Le Plateau
Paris

Void if Removed, Concrete Erudition 4

Curator : Guillaume Désanges

 

With works from Eric Baudelaire, Marcel Duchamp, Ceal Floyer, Rytan Gander, Dora Garcia, Joseph Grigely, Ann Veronica Janssens, Jiri Kovanda, Joao Louro, Julien Lousteau, Pratchaya Phinthong, Stephen Prina, Anna-Maria Maiolino, Daniel Pommereule, Man Ray, Rémy Zaugg…

 

Nul si découvert/Void if Removed is the fourth and last part of the Concrete Erudition programme proposed by Guillaume Désanges, the guest curator invited to devise a cycle of exhibitions at Le Plateau since 2009. In creating a continuity with previous shows, Watchmen, Liars, Dreamers, Planet of Signs and Prisoners of the Sun, which all question the relationship between knowledge and access thereto, this exhibition, this time around, takes as its point of departure three stories, in order to broach, in art, the idea of experiences which are at once conceivable and impossible.

Lake Vostok, in Antarctica, is a pocket of water caught beneath a thick layer of ice, supposedly containing forms of life many thousands of years old. Scientists have attempted to go there and check things out, but have now banned themselves from so doing, because venturing into that place would immediately alter its presumed equilibrium. The dilemma between growth of knowledge and concern for conservation is here deadlocked. Violating the lake would trigger the same “spontaneous disintegration” bomb as in the famous scene in Fellini’s film Roma, when excavations for the underground railway expose the sumptuous frescoes of a Roman villa to instant evaporation.

The “Schrödinger’s cat” thought experiment is a parable of quantum mechanics, dealing with the disintegration of atoms. Let us imagine a cat shut up in a box with a phial of lethal gas, which may spread with a certain degree of probability. How are we to know whether the cat is dead or alive without opening the box? As long as nobody actually checks, Schrödinger declares that the cat is both alive and dead—something, i.e., that is “living-dead”. Not one or the other, but BOTH, at least until the box is opened. So it is the moment when the cat is checked that affects the state of the object being studied, either saving or killing it.

The European Large Hadron Colider [LHC], the world’s most powerful particle accelerator, is designed to enable physicists to examine the basic ingredients of matter, by recreating the conditions which existed just after the Big Bang. When it went into operation in 2008, a certain number of scientists called for the experiment to be suspended, for fear of creating black holes which might engulf the earth. The execution of a hitherto untried experiment can give rise to considerable growth (in terms of knowledge, being, space, energy, and the like) just as it may culminate in irreversible, not to say catastrophic losses. But how is the validity of such fears to be verified without testing it?

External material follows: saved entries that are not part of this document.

//! Reflection cycle date math: next due date, expected counts, streaks.

use chrono::{Datelike, Duration, NaiveDate, Weekday};
use serde::{Deserialize, Serialize};
use std::fmt;
use std::str::FromStr;

use crate::error::AppError;

/// Days reported when an activity has no deadline.
pub const NO_DEADLINE_DAYS: i64 = 999;

#[derive(Debug, Clone, Copy, PartialEq, Eq, Serialize, Deserialize)]
#[serde(rename_all = "lowercase")]
pub enum ReflectionCycle {
    Daily,
    Weekly,
    Biweekly,
    Monthly,
}

impl ReflectionCycle {
    pub fn as_str(&self) -> &'static str {
        match self {
            ReflectionCycle::Daily => "daily",
            ReflectionCycle::Weekly => "weekly",
            ReflectionCycle::Biweekly => "biweekly",
            ReflectionCycle::Monthly => "monthly",
        }
    }
}

impl fmt::Display for ReflectionCycle {
    fn fmt(&self, f: &mut fmt::Formatter<'_>) -> fmt::Result {
        f.write_str(self.as_str())
    }
}

impl FromStr for ReflectionCycle {
    type Err = AppError;

    fn from_str(s: &str) -> Result<Self, Self::Err> {
        match s {
            "daily" => Ok(ReflectionCycle::Daily),
            "weekly" => Ok(ReflectionCycle::Weekly),
            "biweekly" => Ok(ReflectionCycle::Biweekly),
            "monthly" => Ok(ReflectionCycle::Monthly),
            other => Err(AppError::validation(
                "INVALID_REFLECTION_CYCLE",
                format!("reflection_cycle must be daily, weekly, biweekly or monthly, got '{other}'"),
            )),
        }
    }
}

fn last_day_of_month(year: i32, month: u32) -> u32 {
    let (next_year, next_month) = if month == 12 { (year + 1, 1) } else { (year, month + 1) };
    NaiveDate::from_ymd_opt(next_year, next_month, 1)
        .and_then(|d| d.pred_opt())
        .map(|d| d.day())
        .unwrap_or(28)
}

/// `day` in the given month, clamped to the month's last day.
fn clamped_date(year: i32, month: u32, day: u32) -> NaiveDate {
    let day = day.min(last_day_of_month(year, month));
    NaiveDate::from_ymd_opt(year, month, day).unwrap_or(NaiveDate::MIN)
}

/// Next date a reflection is due, always strictly after `today`.
pub fn next_reflection_date(start: NaiveDate, cycle: ReflectionCycle, today: NaiveDate) -> NaiveDate {
    match cycle {
        ReflectionCycle::Daily => today + Duration::days(1),
        ReflectionCycle::Weekly => {
            let days_ahead = 7 - today.weekday().num_days_from_monday() as i64;
            today + Duration::days(days_ahead)
        }
        ReflectionCycle::Biweekly => {
            let elapsed = (today - start).num_days();
            today + Duration::days(14 - elapsed.rem_euclid(14))
        }
        ReflectionCycle::Monthly => {
            let this_month = clamped_date(today.year(), today.month(), start.day());
            if this_month > today {
                this_month
            } else if today.month() == 12 {
                clamped_date(today.year() + 1, 1, start.day())
            } else {
                clamped_date(today.year(), today.month() + 1, start.day())
            }
        }
    }
}

/// How many reflections a space spanning `start..=end` should collect.
pub fn expected_reflections(start: NaiveDate, end: NaiveDate, cycle: ReflectionCycle) -> i64 {
    let days = (end - start).num_days() + 1;
    if days <= 0 {
        return 0;
    }
    let period = match cycle {
        ReflectionCycle::Daily => 1,
        ReflectionCycle::Weekly => 7,
        ReflectionCycle::Biweekly => 14,
        ReflectionCycle::Monthly => 30,
    };
    (days + period - 1) / period
}

/// Consecutive days with at least one entry, counting back from `today`.
///
/// `dates` must be sorted newest first. Entries dated after `today` are
/// ignored and repeated dates count once.
pub fn reflection_streak(dates: &[NaiveDate], today: NaiveDate) -> u32 {
    let mut streak = 0;
    let mut cursor = today;
    for date in dates {
        if *date > cursor {
            continue;
        }
        if *date == cursor {
            streak += 1;
            cursor = cursor - Duration::days(1);
        } else {
            break;
        }
    }
    streak
}

/// Days until `deadline`, never negative; [`NO_DEADLINE_DAYS`] when there is none.
pub fn days_left(deadline: Option<NaiveDate>, today: NaiveDate) -> i64 {
    match deadline {
        Some(d) => (d - today).num_days().max(0),
        None => NO_DEADLINE_DAYS,
    }
}

/// Rule-based cycle suggestion by activity type and length.
pub fn recommend_cycle(activity_type: &str, start: NaiveDate, end: NaiveDate) -> ReflectionCycle {
    let days = (end - start).num_days() + 1;
    match activity_type {
        "공모전" if days <= 7 => ReflectionCycle::Daily,
        "공모전" if days <= 30 => ReflectionCycle::Weekly,
        "공모전" => ReflectionCycle::Biweekly,
        "프로젝트" if days <= 14 => ReflectionCycle::Weekly,
        "프로젝트" => ReflectionCycle::Biweekly,
        "스터디" => ReflectionCycle::Weekly,
        "동아리" if days <= 60 => ReflectionCycle::Biweekly,
        "동아리" => ReflectionCycle::Monthly,
        _ => ReflectionCycle::Weekly,
    }
}

/// Monday of the week containing `date`.
pub fn week_start(date: NaiveDate) -> NaiveDate {
    NaiveDate::from_isoywd_opt(date.iso_week().year(), date.iso_week().week(), Weekday::Mon)
        .unwrap_or(date)
}

/// Parses the date part of `YYYY-MM-DD` or an RFC 3339 timestamp.
pub fn parse_day(text: &str) -> Option<NaiveDate> {
    let head = text.get(..10).unwrap_or(text);
    NaiveDate::parse_from_str(head, "%Y-%m-%d").ok()
}

#[cfg(test)]
mod tests {
    use super::*;

    fn d(y: i32, m: u32, day: u32) -> NaiveDate {
        NaiveDate::from_ymd_opt(y, m, day).unwrap()
    }

    #[test]
    fn daily_is_tomorrow() {
        assert_eq!(
            next_reflection_date(d(2024, 1, 1), ReflectionCycle::Daily, d(2024, 3, 10)),
            d(2024, 3, 11)
        );
    }

    #[test]
    fn weekly_is_next_monday() {
        // 2024-03-13 is a Wednesday, 2024-03-11 a Monday.
        assert_eq!(
            next_reflection_date(d(2024, 1, 1), ReflectionCycle::Weekly, d(2024, 3, 13)),
            d(2024, 3, 18)
        );
        assert_eq!(
            next_reflection_date(d(2024, 1, 1), ReflectionCycle::Weekly, d(2024, 3, 11)),
            d(2024, 3, 18)
        );
    }

    #[test]
    fn biweekly_counts_from_start() {
        let start = d(2024, 3, 1);
        assert_eq!(
            next_reflection_date(start, ReflectionCycle::Biweekly, d(2024, 3, 5)),
            d(2024, 3, 15)
        );
        assert_eq!(
            next_reflection_date(start, ReflectionCycle::Biweekly, d(2024, 3, 15)),
            d(2024, 3, 29)
        );
    }

    #[test]
    fn biweekly_before_start_stays_on_grid() {
        let start = d(2024, 3, 20);
        assert_eq!(
            next_reflection_date(start, ReflectionCycle::Biweekly, d(2024, 3, 15)),
            d(2024, 3, 20)
        );
    }

    #[test]
    fn monthly_rolls_to_next_month() {
        let start = d(2024, 1, 10);
        assert_eq!(
            next_reflection_date(start, ReflectionCycle::Monthly, d(2024, 3, 5)),
            d(2024, 3, 10)
        );
        assert_eq!(
            next_reflection_date(start, ReflectionCycle::Monthly, d(2024, 3, 10)),
            d(2024, 4, 10)
        );
        assert_eq!(
            next_reflection_date(start, ReflectionCycle::Monthly, d(2024, 12, 20)),
            d(2025, 1, 10)
        );
    }

    #[test]
    fn monthly_clamps_short_months() {
        let start = d(2024, 1, 31);
        assert_eq!(
            next_reflection_date(start, ReflectionCycle::Monthly, d(2024, 2, 10)),
            d(2024, 2, 29)
        );
        assert_eq!(
            next_reflection_date(start, ReflectionCycle::Monthly, d(2023, 2, 28)),
            d(2023, 3, 31)
        );
    }

    #[test]
    fn expected_counts_round_up() {
        let start = d(2024, 3, 1);
        let end = d(2024, 3, 31);
        assert_eq!(expected_reflections(start, end, ReflectionCycle::Daily), 31);
        assert_eq!(expected_reflections(start, end, ReflectionCycle::Weekly), 5);
        assert_eq!(expected_reflections(start, end, ReflectionCycle::Biweekly), 3);
        assert_eq!(expected_reflections(start, end, ReflectionCycle::Monthly), 2);
        assert_eq!(expected_reflections(start, start, ReflectionCycle::Monthly), 1);
        assert_eq!(expected_reflections(end, start, ReflectionCycle::Daily), 0);
    }

    #[test]
    fn streak_stops_at_gap_and_skips_duplicates() {
        let today = d(2024, 3, 10);
        let dates = vec![
            d(2024, 3, 11),
            d(2024, 3, 10),
            d(2024, 3, 10),
            d(2024, 3, 9),
            d(2024, 3, 8),
            d(2024, 3, 6),
        ];
        assert_eq!(reflection_streak(&dates, today), 3);
        assert_eq!(reflection_streak(&[d(2024, 3, 9)], today), 0);
        assert_eq!(reflection_streak(&[], today), 0);
    }

    #[test]
    fn days_left_is_clamped() {
        let today = d(2024, 3, 10);
        assert_eq!(days_left(Some(d(2024, 3, 15)), today), 5);
        assert_eq!(days_left(Some(d(2024, 3, 1)), today), 0);
        assert_eq!(days_left(None, today), NO_DEADLINE_DAYS);
    }

    #[test]
    fn cycle_recommendations() {
        let start = d(2024, 3, 1);
        assert_eq!(recommend_cycle("공모전", start, d(2024, 3, 7)), ReflectionCycle::Daily);
        assert_eq!(recommend_cycle("공모전", start, d(2024, 3, 30)), ReflectionCycle::Weekly);
        assert_eq!(recommend_cycle("공모전", start, d(2024, 5, 1)), ReflectionCycle::Biweekly);
        assert_eq!(recommend_cycle("프로젝트", start, d(2024, 3, 14)), ReflectionCycle::Weekly);
        assert_eq!(recommend_cycle("프로젝트", start, d(2024, 3, 15)), ReflectionCycle::Biweekly);
        assert_eq!(recommend_cycle("스터디", start, d(2024, 9, 1)), ReflectionCycle::Weekly);
        assert_eq!(recommend_cycle("동아리", start, d(2024, 4, 29)), ReflectionCycle::Biweekly);
        assert_eq!(recommend_cycle("동아리", start, d(2024, 6, 1)), ReflectionCycle::Monthly);
        assert_eq!(recommend_cycle("기타", start, d(2024, 6, 1)), ReflectionCycle::Weekly);
    }

    #[test]
    fn parses_cycle_names() {
        assert_eq!("biweekly".parse::<ReflectionCycle>().unwrap(), ReflectionCycle::Biweekly);
        assert!("yearly".parse::<ReflectionCycle>().is_err());
    }

    #[test]
    fn parses_day_prefix() {
        assert_eq!(parse_day("2024-03-10T09:00:00+00:00"), Some(d(2024, 3, 10)));
        assert_eq!(parse_day("2024-03-10"), Some(d(2024, 3, 10)));
        assert_eq!(parse_day("soon"), None);
        assert_eq!(week_start(d(2024, 3, 13)), d(2024, 3, 11));
    }
}
use axum::{
    body::Body,
    extract::State,
    http::{HeaderValue, Method, Request},
    middleware::{self, Next},
    response::{IntoResponse, Response},
    routing::get,
    Json, Router,
};
use chrono::Utc;
use hyper::Server;
use std::net::SocketAddr;
use std::sync::Arc;
use tower::ServiceBuilder;
use tower_http::cors::{AllowOrigin, Any, CorsLayer};
use tower_http::trace::TraceLayer;
use tracing::{info, warn};

use crate::auth::TokenService;
use crate::config::{Config, ServerConfig};
use crate::db::Database;
use crate::error::{AppError, Result};
use crate::metrics::{self, MetricName};
use crate::routes;

/// Shared handles given to every handler.
#[derive(Clone)]
pub struct AppState {
    pub db: Arc<dyn Database>,
    pub tokens: Arc<TokenService>,
    pub config: Arc<Config>,
}

impl AppState {
    pub fn new(db: Arc<dyn Database>, config: Config) -> Self {
        Self {
            db,
            tokens: Arc::new(TokenService::from_config(&config.auth)),
            config: Arc::new(config),
        }
    }
}

async fn root() -> impl IntoResponse {
    Json(serde_json::json!({
        "message": "PROOF API",
        "version": env!("CARGO_PKG_VERSION"),
        "docs": "/api",
    }))
}

/// Health check endpoint
async fn health(State(state): State<AppState>) -> impl IntoResponse {
    Json(serde_json::json!({
        "status": "healthy",
        "environment": state.config.environment,
        "timestamp": Utc::now().to_rfc3339(),
    }))
}

async fn prometheus_metrics() -> impl IntoResponse {
    metrics::render()
}

async fn track_requests(req: Request<Body>, next: Next<Body>) -> Response {
    let response = next.run(req).await;
    metrics::increment_labeled(
        MetricName::HttpRequests,
        "status",
        response.status().as_u16().to_string(),
    );
    response
}

fn cors_layer(server: &ServerConfig) -> CorsLayer {
    let layer = CorsLayer::new()
        .allow_methods([
            Method::GET,
            Method::POST,
            Method::PATCH,
            Method::PUT,
            Method::DELETE,
            Method::OPTIONS,
        ])
        .allow_headers(Any);

    if server.cors_origins.is_empty() {
        return layer.allow_origin(Any);
    }
    let origins: Vec<HeaderValue> = server
        .cors_origins
        .iter()
        .filter_map(|origin| match origin.parse::<HeaderValue>() {
            Ok(value) => Some(value),
            Err(_) => {
                warn!("CORS: invalid origin '{}' skipped", origin);
                None
            }
        })
        .collect();
    layer.allow_origin(AllowOrigin::list(origins))
}

/// Create the HTTP router with every route family mounted under `/api`.
pub fn create_server(state: AppState) -> Router {
    let cors = cors_layer(&state.config.server);

    Router::new()
        .route("/", get(root))
        .route("/health", get(health))
        .route("/metrics", get(prometheus_metrics))
        .nest("/api", routes::api_router())
        .layer(
            ServiceBuilder::new()
                .layer(TraceLayer::new_for_http())
                .layer(middleware::from_fn(track_requests))
                .layer(cors),
        )
        .with_state(state)
}

/// Start the HTTP server on the configured host and port.
pub async fn start_server(state: AppState) -> Result<()> {
    let server = state.config.server.clone();
    let addr: SocketAddr = format!("{}:{}", server.host, server.port)
        .parse()
        .map_err(|e| AppError::Config(format!("Invalid listen address: {e}")))?;

    let app = create_server(state);

    info!("HTTP server running on http://{addr}");
    info!("Health check: http://{addr}/health");

    Server::bind(&addr)
        .serve(app.into_make_service())
        .await
        .map_err(|e| AppError::Internal(format!("Server error: {e}")))?;

    Ok(())
}
// SATEXP: Batch Experiments and Forwarding State Analysis for Satellite Network Simulations
// Copyright (C) 2024-2025 Roland Schmid <roschmi@ethz.ch> and Tibor Schneider <sctibor@ethz.ch>
//
// This program is free software: you can redistribute it and/or modify
// it under the terms of the GNU General Public License as published by
// the Free Software Foundation, either version 3 of the License, or
// (at your option) any later version.
//
// This program is distributed in the hope that it will be useful,
// but WITHOUT ANY WARRANTY; without even the implied warranty of
// MERCHANTABILITY or FITNESS FOR A PARTICULAR PURPOSE.  See the
// GNU General Public License for more details.
//
// You should have received a copy of the GNU General Public License
// along with this program.  If not, see <http://www.gnu.org/licenses/>.
//! Allows to (de-)serialize the experiment configuration and the generated run list to and from
//! a file.

use std::{io::Write, path::Path};

use super::{ConfigError, ExperimentConfig, RunDescriptor};

/// Name of the file storing the run list, placed in the runs directory.
pub const RUN_LIST_FILE: &str = "run_list.json";

fn write_file(path: &Path, content: &str) -> Result<(), ConfigError> {
    // open file, ensuring that an existing file is overwritten
    let mut file = std::fs::OpenOptions::new()
        .create(true)
        .truncate(true)
        .write(true)
        .open(path)?;
    file.write_all(content.as_bytes())?;
    Ok(())
}

/// Load an `ExperimentConfig` from a json file. Missing fields take their default value.
pub fn load_config(path: impl AsRef<Path>) -> Result<ExperimentConfig, ConfigError> {
    let serialized = std::fs::read_to_string(path.as_ref())?;
    Ok(serde_json::from_str(&serialized)?)
}

/// Store an `ExperimentConfig` as pretty-printed json.
pub fn store_config(path: impl AsRef<Path>, config: &ExperimentConfig) -> Result<(), ConfigError> {
    write_file(path.as_ref(), &serde_json::to_string_pretty(config)?)
}

/// Serialize the list of runs and store it at the given file location.
pub fn store_run_list(path: impl AsRef<Path>, runs: &[RunDescriptor]) -> Result<(), ConfigError> {
    write_file(path.as_ref(), &serde_json::to_string_pretty(runs)?)
}

/// Deserialize a list of runs from the given file path.
pub fn load_run_list(path: impl AsRef<Path>) -> Result<Vec<RunDescriptor>, ConfigError> {
    let serialized = std::fs::read_to_string(path.as_ref())?;
    match serde_json::from_str(&serialized) {
        Ok(runs) => Ok(runs),
        Err(e) => {
            log::debug!("Deserialization of the run list failed: {e:?}");
            Err(e.into())
        }
    }
}

#[cfg(test)]
mod test {
    use super::*;
    use crate::experiments::{build_run_list, DynamicStateAlgorithm, LossRatio};

    #[test]
    fn config_from_partial_json() {
        let config: ExperimentConfig = serde_json::from_str(
            r#"{
  "simulation_end_time_s": 10,
  "algorithms": ["free"],
  "loss_ratios": ["0", "3e-6"]
}"#,
        )
        .unwrap();
        assert_eq!(config.simulation_end_time_s, 10);
        assert_eq!(config.dynamic_state_update_interval_ms, 100);
        assert_eq!(config.algorithms, vec![DynamicStateAlgorithm::Free]);
        assert_eq!(
            config.loss_ratios,
            vec![LossRatio::new("0").unwrap(), LossRatio::new("3e-6").unwrap()]
        );
        assert_eq!(config.dynamic_state(), "dynamic_state_100ms_for_10s");
    }

    #[test]
    fn invalid_loss_ratio_in_json() {
        let result: Result<ExperimentConfig, _> =
            serde_json::from_str(r#"{"loss_ratios": ["1.5"]}"#);
        assert!(result.is_err());
        let result: Result<ExperimentConfig, _> =
            serde_json::from_str(r#"{"loss_ratios": ["abc"]}"#);
        assert!(result.is_err());
    }

    #[test]
    fn store_and_load() {
        let dir = tempfile::tempdir().unwrap();
        let config = ExperimentConfig::default();
        store_config(dir.path().join("experiment.json"), &config).unwrap();
        assert_eq!(load_config(dir.path().join("experiment.json")).unwrap(), config);

        let runs = build_run_list(&config).unwrap();
        store_run_list(dir.path().join(RUN_LIST_FILE), &runs).unwrap();
        assert_eq!(load_run_list(dir.path().join(RUN_LIST_FILE)).unwrap(), runs);
    }
}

These are all situations where observation does away with observation.

As it so happens, objects—sculptures, photographs, videos, and performances—which are all the more frustrating and fragile because the phenomena they contain threaten to evaporate on being opened up. Hermeticism attracts curiosity and encourages secrets to be given away, but it also keeps knowledge within a peaceful speculative form, at a distance, like a mirage offering the “representation of a possibility” (Marcel Duchamp), and capable of giving rise to fantastic dizziness. This type of “void if removed” mechanism has as much to do with scientific and poetic configurations as with philosophical ones. These questions to do with the ineffable, with impossible experience, with radical transcendence, and with radical immanence, all recur in particular in the aporetic and skeptical investigations of thinkers like Jacques Derrida, Maurice Blanchot, Emmanuel Levinas, and François Laruelle. But the experience of and experiment with an impossible experience/experiment is not only a metaphysical brain-teaser: what may be involved are very concrete, even physical situations. In its peerless capacity to formalize ideas outside any clearly defined system of signs, and outside any kind of functionalism, art is perhaps the preferred site of these experiences of and experiments with “what cannot be experimented with/experienced”, these expressions of the ineffable, these impossibilities of possibility.

Henceforth it is a matter of closing the cycle which broached the revitalized relation of art to knowledge in contemporary artwork through two divergent, but not contradictory perspectives: the insurmountable inaccessibility of knowledge and the infinite nature of its possibilities.